Я поросенок, в «Маркт» иду,

Потом домой одна,

Неужто на такую жизнь

Теперь обречена?

Ну, хоть большую часть вечера я проведу в стае. Повседневная жизнь нью-йоркских одиночек не так уж отличается от будней на собачьей площадки в Верхнем Уэст-Сайде. Подобно диким собакам, неустанно бегущим сквозь сумерки, неизменно опасающимся засад, вынужденным постоянно охранять свою добычу, наша девичья стая тоже возвещала о себе и помечала свою территорию, но не воем, а молча — запахом. Аромат духов «Роза Болгарии» от «Крид» был почти осязаем; он словно бы оставлял следы, указывающие, где мы прошли, кого завоевали, кого оставили за собой. Когда собака отбивается от стаи, у нее меньше шансов прокормиться, и поэтому, чтобы выжить, нужно оставаться в стае. Когда женщина покидает компанию, решив отказаться от вечера в обществе друзей, у нее меньше шансов с кем-либо познакомиться и больше шансов весь вечер просидеть на своей жирной заднице перед телевизором, смотря дурацкие сериалы, с перспективой делать то же самое всю свою последующую печальную жизнь. Вот потому-то женщины и ходят каждый вечер группами, даже в туалет не идут в одиночку. Меня ожидал великолепный вечер; я это уже чувствовала.

Как ни странно, я пришла на обед за пятнадцать минут до назначенного срока.
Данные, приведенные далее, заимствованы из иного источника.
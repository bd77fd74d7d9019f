//! Relationship paths and their ranking metrics.

use crate::edge::{BloodType, Direction, Lineage};
use gedgraph_core::Xref;
use serde::{Deserialize, Serialize};

/// One classified hop of a relationship path.
#[derive(Debug, Clone, PartialEq, Eq, Serialize, Deserialize)]
pub struct PathStep {
    pub from: Xref,
    pub to: Xref,
    pub direction: Direction,
    pub blood: BloodType,
    /// Sex of the parent endpoint of the hop.
    pub lineage: Lineage,
    /// Family the underlying parent-child link comes from.
    pub family: Xref,
}

impl PathStep {
    pub fn is_full_blood(&self) -> bool {
        self.blood == BloodType::Full
    }

    pub fn via_male_line(&self) -> bool {
        self.lineage == Lineage::Male
    }

    /// True for an upward step (child to parent).
    pub fn is_parent(&self) -> bool {
        self.direction == Direction::Parent
    }

    /// The individual at the parent end of the hop.
    pub fn parent(&self) -> &Xref {
        match self.direction {
            Direction::Parent => &self.to,
            Direction::Child => &self.from,
        }
    }

    /// The individual at the child end of the hop.
    pub fn child(&self) -> &Xref {
        match self.direction {
            Direction::Parent => &self.from,
            Direction::Child => &self.to,
        }
    }
}

/// An ordered chain of steps from `start` to `end`.
///
/// A path where `start == end` has no steps.
#[derive(Debug, Clone, PartialEq, Eq, Serialize, Deserialize)]
pub struct RelationshipPath {
    pub start: Xref,
    pub end: Xref,
    pub steps: Vec<PathStep>,
}

impl RelationshipPath {
    pub fn new(start: Xref, end: Xref, steps: Vec<PathStep>) -> Self {
        Self { start, end, steps }
    }

    /// The zero-length path from an individual to itself.
    pub fn empty(start: Xref) -> Self {
        Self {
            end: start.clone(),
            start,
            steps: Vec::new(),
        }
    }

    pub fn length(&self) -> usize {
        self.steps.len()
    }

    pub fn is_empty(&self) -> bool {
        self.steps.is_empty()
    }

    /// Number of half-blood steps. Lower is better.
    pub fn blood_score(&self) -> usize {
        self.steps.iter().filter(|s| !s.is_full_blood()).count()
    }

    /// Number of female-line steps. Lower is better.
    pub fn male_score(&self) -> usize {
        self.steps.iter().filter(|s| !s.via_male_line()).count()
    }

    /// Ranking key: `(length, blood_score, male_score)`, ascending.
    pub fn sorting_key(&self) -> (usize, usize, usize) {
        (self.length(), self.blood_score(), self.male_score())
    }

    /// Net generations from start to end: +1 per step down, -1 per step up.
    pub fn generation_distance(&self) -> i64 {
        self.steps
            .iter()
            .map(|s| match s.direction {
                Direction::Child => 1,
                Direction::Parent => -1,
            })
            .sum()
    }

    /// Every individual on the path, start first.
    pub fn individuals(&self) -> Vec<&Xref> {
        std::iter::once(&self.start)
            .chain(self.steps.iter().map(|s| &s.to))
            .collect()
    }

    pub fn is_full_blood(&self) -> bool {
        self.blood_score() == 0
    }

    pub fn is_male_line(&self) -> bool {
        self.male_score() == 0
    }
}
Впрочем, в «Маркт» не было шансов, что нас усадят раньше, чем через полчаса после времени, на которое был заказан столик. Обед затевался в честь двадцатипятилетия Далей. Девицы вроде Далей вечно устраивают гулянки, но я всего второй раз была на ее дне рождения с тех пор, как два года назад мы с Гэйбом с ней познакомились.

Красота Далей сразу повергла меня в смятение.

Я, почтенная замужняя дама, пришла в брючках-капри, кашемировом свитере с ниткой жемчуга, волосы убраны лентой назад — типичный признак замужней женщины, все как на картинке, чтобы соответствовать стилю мужа. И тут появляется красотка на каблуках, в сексуальном наряде, с ухоженными бровями и ярким блеском на губах. На ней была джинсовая мини-юбка и короткая облегающая розовая футболка размером, пожалуй, больше подходящая для собачонки. Далей выглядела так, будто сошла с обложки эротического фильма про развратных студенток на каникулах. Я, помнится, потрогала Гэйба за руку, проверяя, на месте ли он.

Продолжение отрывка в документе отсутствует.